Non-essential workers, now inoculated, may be required to return to the company offices as more and more businesses reopen, and restrictions continue to lift across the nation. While many people are finally relieved at the thought of going back to the same routine, others are skeptic – and for the right reasons. Is it really safe to physically go back to work? COVID-19 may be under control at the moment, but it is far from over – especially with newer variants and strains being discovered every other day.
The Centre for Disease Control and Prevention (CDC) has issued a few guidelines for all employees returning to their work spaces.
Here are a few things you must keep in mind in order to keep yourself and your co-workers safe as the world reels from the disastrous affects of the pandemic that claimed millions of lives globally:
- Vaccines can protect against COVID-19: Make haste in scheduling an appointment to get vaccinated. Most states have now opened general eligibility for vaccines. Which means all individuals over the age of 16 can get inoculated against the novel corona virus. The FDA approved vaccines which are being administered in the USA can effectively protect you and your loved ones from contracting COVID-19. They are safe and free of charge for all people living in the United States of America.
- Vaccines are fully effective 2 weeks after the second dose: According to the CDC, FDA approved vaccines such as Pfizer, Moderna and even the single-shot J&J are fully effective after two weeks of inoculation. This means that you may still be able to contract the virus if you come in contact with it before or immediately after you get your vaccine. Continue practicing social distancing and following the recommended SOPs for at least two weeks after you have received your second dose (or the only one, in case of J&J).
- Continue social distancing: With newer variants of the virus being discovered in other parts of the world, it is recommended that everyone should ideally continue social distances. The longer and more closely you interact with others, the greater your chances of developing symptoms of the disease. The virus spreads faster in tight, enclosed spaces and settings.

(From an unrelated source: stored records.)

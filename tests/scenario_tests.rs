//! End-to-end activation scenario against a live Postgres: submit, verify,
//! observe the broker profile flip, and confirm terminal immutability.
//! Skips itself when the test database is unreachable.

mod common;

use axum::http::{HeaderName, HeaderValue, StatusCode};
use axum_test::TestServer;
use sea_orm::EntityTrait;
use serde_json::{json, Value};

use brokerage_backend::entities::prelude::*;
use brokerage_backend::AppState;

use crate::common::{cleanup_broker, insert_broker_profile, setup_test_db};

const ADMIN_ID: i32 = 9100;
const BROKER_ID: i32 = 9101;

#[tokio::test]
async fn test_submit_then_verify_activates_broker() {
    let db = match setup_test_db().await {
        Ok(db) => db,
        Err(e) => {
            eprintln!("Skipping scenario test, database unavailable: {}", e);
            return;
        }
    };

    cleanup_broker(&db, BROKER_ID).await.unwrap();
    insert_broker_profile(&db, BROKER_ID).await.unwrap();

    let server = TestServer::new(brokerage_backend::app(AppState { db: db.clone() })).unwrap();

    // Broker submits the activation-fee claim
    let response = server
        .post("/api/broker/deposit")
        .add_header(
            HeaderName::from_static("x-user-id"),
            HeaderValue::from_static("9101"),
        )
        .add_header(
            HeaderName::from_static("x-user-role"),
            HeaderValue::from_static("BROKER"),
        )
        .json(&json!({
            "amount": 500,
            "currency": "ETB",
            "bankName": "Dashen Bank",
            "transactionId": "TX123"
        }))
        .await;
    assert_eq!(response.status_code(), StatusCode::OK);

    let body: Value = response.json();
    assert_eq!(body["message"], "Deposit submitted successfully");
    let deposit_id = body["depositId"].as_i64().unwrap();

    // Still pending: the profile must not be active yet
    let profile = BrokerProfiles::find_by_id(BROKER_ID)
        .one(&db)
        .await
        .unwrap()
        .unwrap();
    assert!(!profile.active);
    assert_eq!(profile.deposit_status, "PENDING");

    // Admin verifies the claim
    let response = server
        .put(&format!("/api/admin/deposits/{}", deposit_id))
        .add_header(
            HeaderName::from_static("x-user-id"),
            HeaderValue::from_static("9100"),
        )
        .add_header(
            HeaderName::from_static("x-user-role"),
            HeaderValue::from_static("ADMIN"),
        )
        .json(&json!({
            "action": "verify",
            "adminNotes": "confirmed via bank statement"
        }))
        .await;
    assert_eq!(response.status_code(), StatusCode::OK);

    let body: Value = response.json();
    assert_eq!(body["message"], "Deposit verified successfully");
    assert_eq!(body["deposit"]["status"], "PAID");
    assert_eq!(body["deposit"]["verifiedBy"], ADMIN_ID);
    assert_eq!(body["deposit"]["adminNotes"], "confirmed via bank statement");

    // Both sides of the dual write are visible
    let profile = BrokerProfiles::find_by_id(BROKER_ID)
        .one(&db)
        .await
        .unwrap()
        .unwrap();
    assert!(profile.active);
    assert_eq!(profile.deposit_status, "PAID");

    // Terminal deposits cannot be re-resolved
    let response = server
        .put(&format!("/api/admin/deposits/{}", deposit_id))
        .add_header(
            HeaderName::from_static("x-user-id"),
            HeaderValue::from_static("9100"),
        )
        .add_header(
            HeaderName::from_static("x-user-role"),
            HeaderValue::from_static("ADMIN"),
        )
        .json(&json!({"action": "reject"}))
        .await;
    assert_eq!(response.status_code(), StatusCode::CONFLICT);

    let deposit = Deposits::find_by_id(deposit_id as i32)
        .one(&db)
        .await
        .unwrap()
        .unwrap();
    assert_eq!(deposit.status, "PAID");

    cleanup_broker(&db, BROKER_ID).await.unwrap();
}
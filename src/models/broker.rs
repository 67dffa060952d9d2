//! Admin-facing broker and deposit listing types.

use rust_decimal::Decimal;
use sea_orm::entity::prelude::DateTimeWithTimeZone;
use serde::{Deserialize, Serialize};

use crate::entities::broker_profiles;
use crate::models::deposit::DepositResponse;

#[derive(Debug, Clone, Serialize, Deserialize)]
#[serde(rename_all = "camelCase")]
pub struct BrokerProfileResponse {
    pub user_id: i32,
    pub company_name: Option<String>,
    pub phone: Option<String>,
    pub deposit_status: String,
    pub active: bool,
    pub approved_by_admin: bool,
    pub created_at: DateTimeWithTimeZone,
}

impl From<broker_profiles::Model> for BrokerProfileResponse {
    fn from(model: broker_profiles::Model) -> Self {
        BrokerProfileResponse {
            user_id: model.user_id,
            company_name: model.company_name,
            phone: model.phone,
            deposit_status: model.deposit_status,
            active: model.active,
            approved_by_admin: model.approved_by_admin,
            created_at: model.created_at,
        }
    }
}

/// One row of the admin deposits review queue
#[derive(Debug, Clone, Serialize, Deserialize)]
#[serde(rename_all = "camelCase")]
pub struct AdminDepositEntry {
    #[serde(flatten)]
    pub deposit: DepositResponse,
    pub broker: Option<BrokerProfileResponse>,
}

/// Dashboard counters over the full deposit table
#[derive(Debug, Clone, Serialize, Deserialize)]
#[serde(rename_all = "camelCase")]
pub struct DepositStats {
    pub pending: u64,
    pub paid: u64,
    pub failed: u64,
    /// Sum of verified (PAID) amounts
    pub total_amount: Decimal,
}

#[derive(Debug, Clone, Serialize, Deserialize)]
#[serde(rename_all = "camelCase")]
pub struct AdminDepositsResponse {
    pub deposits: Vec<AdminDepositEntry>,
    pub stats: DepositStats,
}

#[derive(Debug, Clone, Serialize, Deserialize)]
#[serde(rename_all = "camelCase")]
pub struct BrokerSummary {
    #[serde(flatten)]
    pub profile: BrokerProfileResponse,
    pub deposit_count: u64,
    pub latest_deposit_status: Option<String>,
}

#[derive(Debug, Clone, Serialize, Deserialize)]
#[serde(rename_all = "camelCase")]
pub struct AdminBrokersResponse {
    pub brokers: Vec<BrokerSummary>,
}

#[derive(Debug, Clone, Deserialize)]
pub struct DepositListQuery {
    /// Optional status filter: PENDING, PAID or FAILED
    pub status: Option<String>,
}
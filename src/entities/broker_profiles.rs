//! SeaORM Entity for broker profiles
//!
//! Pre-exists for every broker (created at registration). This workflow only
//! touches deposit_status and active, and only on a verified deposit.

use sea_orm::entity::prelude::*;
use serde::{Deserialize, Serialize};

#[derive(Clone, Debug, PartialEq, DeriveEntityModel, Serialize, Deserialize)]
#[sea_orm(table_name = "broker_profiles")]
pub struct Model {
    /// Broker user id, one-to-one with the identity context
    #[sea_orm(primary_key, auto_increment = false)]
    pub user_id: i32,
    pub company_name: Option<String>,
    pub phone: Option<String>,
    /// Best-known deposit outcome, mirrors the verified deposit's status
    pub deposit_status: String,
    /// Gates public visibility of the broker's listings
    pub active: bool,
    /// Independent admin-approval flag, never written by the deposit workflow
    pub approved_by_admin: bool,
    pub created_at: DateTimeWithTimeZone,
}

#[derive(Copy, Clone, Debug, EnumIter, DeriveRelation)]
pub enum Relation {
    #[sea_orm(has_many = "super::deposits::Entity")]
    Deposits,
}

impl Related<super::deposits::Entity> for Entity {
    fn to() -> RelationDef {
        Relation::Deposits.def()
    }
}

impl ActiveModelBehavior for ActiveModel {}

- Keep hygiene items handy: If you are returning to work, make sure you have your hand sanitizer, hand soap, wipes and tissue papers at your desk, or somewhere easily accessible. Hand sanitizers with more than 60% alcohol are effective against most bacteria and harmful viruses.
- Remain alert for symptoms: Remember that if you develop any of the COVID symptoms, it is always best to stay home and isolate for the recommend period of time. If you develop cough, soreness of the throat, fever or shortness of breath, seek medical attention immediately and inform the management at work.
- Protect the immune-compromised: There are currently still thousands of individuals who can/have not received the vaccines due to medical reasons or otherwise. Some of these people may be immune compromised, which means that the virus can make them critically ill, or potentially claim their lives. As researchers continue to study the effects of the vaccines, there is still little information available on whether or not they can prevent you from spreading the disease. For the safety of others, wear masks in closed, public spaces and maintain the recommended 6-feet distance with those around you. Sneeze or cough with your mouth covered and isolate yourself after returning from international travels.
Things may have started looking up for the economy and businesses owners across the country, but the pandemic still remains at large – still claiming hundreds of lives daily around the world. As you prepare yourself to return to work after a whole year, keep in mind that prevention is always better than cure. It is still not clear whether the vaccines can guarantee complete protection against all variants of the virus, but social distancing, mask wearing and following SOPs can go a long way in keeping you and your loved ones safe in these trying, unprecedented times.